By: Jenna Morgan | @jkmorgan-media
I ended up loving this show, even though it honestly took a few episodes to really get me. Hera was my favorite character almost all the way to the end. I mean, who doesn’t like a powerful woman, right?
Seriously: DON’T MESS WITH A POWERFUL WOMAN WHO’S BEEN SCORN FOR DECADES BY HER HUSBAND! Not even by accident or indirectly. Just…trust no one. Ever. Truly, it’s what’s best…
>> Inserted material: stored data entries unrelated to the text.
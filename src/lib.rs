//! Tennis result entry: library with the match result engine and the result store.

pub mod logic;
pub mod models;
pub mod store;

pub use logic::{
    apply, codes_for, derive_set_winners, emit, finalize, import_results, score_line,
    score_lines, set_plan, suggest_set_scores, validate, DraftEvent, ImportError, ImportReport,
    SetPlan,
};
pub use models::{
    EngineError, Identity, IdentitySlot, MatchFormat, MatchId, MatchInfo, MatchResultRecord,
    MatchStatus, MissingField, ParticipantId, ParticipantMode, Participants, PersistedResult,
    PersistedSet, PersistedSuperTiebreak, ResultCode, ResultDraft, ScorePair, SetEntry, Side,
    SuperTiebreak, SuperTiebreakIssue,
};
pub use store::{
    InMemoryResultStore, ResultId, ResultStore, StoreError, StoredResult, SubmissionGuard,
    SubmissionTicket,
};
//! Frame codec for the browser terminal protocol.
//!
//! Wire format (client to server): `[discriminant byte][base64 payload]`

use crate::error::WebsshResult;
use crate::messages::{ClientFrame, MsgType, ResizeCommand};
use base64::engine::general_purpose::STANDARD;
use base64::Engine;
use tracing::warn;

/// Decode a base64 payload.
///
/// Malformed input is tolerated: a warning is logged and an empty buffer
/// is returned.
pub fn decode(payload: &[u8]) -> Vec<u8> {
    match STANDARD.decode(payload) {
        Ok(data) => data,
        Err(e) => {
            warn!(error = %e, len = payload.len(), "malformed base64 payload, dropping");
            Vec::new()
        }
    }
}

/// Base64-encode a payload.
pub fn encode(data: &[u8]) -> Vec<u8> {
    STANDARD.encode(data).into_bytes()
}

/// Build an inbound message: discriminant followed by the encoded payload.
pub fn encode_frame(kind: MsgType, data: &[u8]) -> Vec<u8> {
    let encoded = encode(data);
    let mut frame = Vec::with_capacity(1 + encoded.len());
    frame.push(kind.as_byte());
    frame.extend(encoded);
    frame
}

/// Build a resize message.
pub fn encode_resize(cmd: &ResizeCommand) -> WebsshResult<Vec<u8>> {
    let json = serde_json::to_vec(cmd)?;
    Ok(encode_frame(MsgType::Resize, &json))
}

/// Split and decode an inbound message.
///
/// Only a resize payload that is not valid JSON is an error.
pub fn parse_frame(msg: &[u8]) -> WebsshResult<ClientFrame> {
    let Some((&tag, rest)) = msg.split_first() else {
        return Ok(ClientFrame::Empty);
    };

    match MsgType::from_byte(tag) {
        Some(MsgType::Data) => Ok(ClientFrame::Data(decode(rest))),
        Some(MsgType::Resize) => {
            let body = decode(rest);
            let cmd: ResizeCommand = serde_json::from_slice(&body)?;
            Ok(ClientFrame::Resize(cmd))
        }
        None => Ok(ClientFrame::Unknown(tag)),
    }
}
I have always loved the prince and pauper trope in media. From Once Upon a Times’ Prince Charming and his shepard brother to the Maximum Ride series’ characters of Ari and Max. But, despite loving the trope I’ve always felt pretty unfulfilled about it storywise. I think, to me, what it comes down to is the debate of nature vs nurture. I love the idea of basically the same person growing up in two different environments and seeing how all those variables change, how that person grows up and acts compared to their sibling counterpart, and how similar they still would be overall. Because the interest in environmental vs biological or nurture vs nature is something I’ve often thought about myself. A sentiment I’m sure others share.
Heron is an example of being born with benefit and privilege, with the actual blood of Zeus, and still losing everything. Starting from ultimate power and more responsibility than he understood, he took his privacy for granted. He lost his mother to the hands of Seraphim, but the lose was ultimately from his actions. Only to later blame Zeus for not protecting them better when Zeus was doing all he felt he could. Then, he points the finger at Hera. And, Hera did send Seraphim to kill Heron and his mother, but she sees herself as justified since this is revenge for Zeus’ infidelity and Heron’s mother for being a homewrecker.
Meanwhile Seraphim is an example of having to work and find resourceful ways of gaining power. Despite being born a prince, he barely survived after being thrown off a cliff by his uncle when he was just a baby! Abandonment, disownment, and raised by a castle maid, he came from nothing. The woman that he knew as his mother was eventually killed, and from there went down a dark path. Eating the flesh of a dying body, the spawn of a titan, and turning demonic, he eventually kills the mother of a shepherd boy that he didn’t know was his birth mother all along. Hera’s truest and vile revenge.
I couldn’t help but wanting them to eventually bond and work together to defeat the bigger evil, but–in the end–the flesh Seraphim consumed years before cursed him and causes his death, thus ending the show with him meeting Hades. The ‘coolest’ chaotic neutral mother forker that ever existed in any mythology, bay-beeeee! Just kidding, we barely see him, but here’s hoping for more!
I’m actually excited for Season 2, if they end up moving forward with it. An announcement was made in December 2020, so fingers crossed we get Season 2 soon!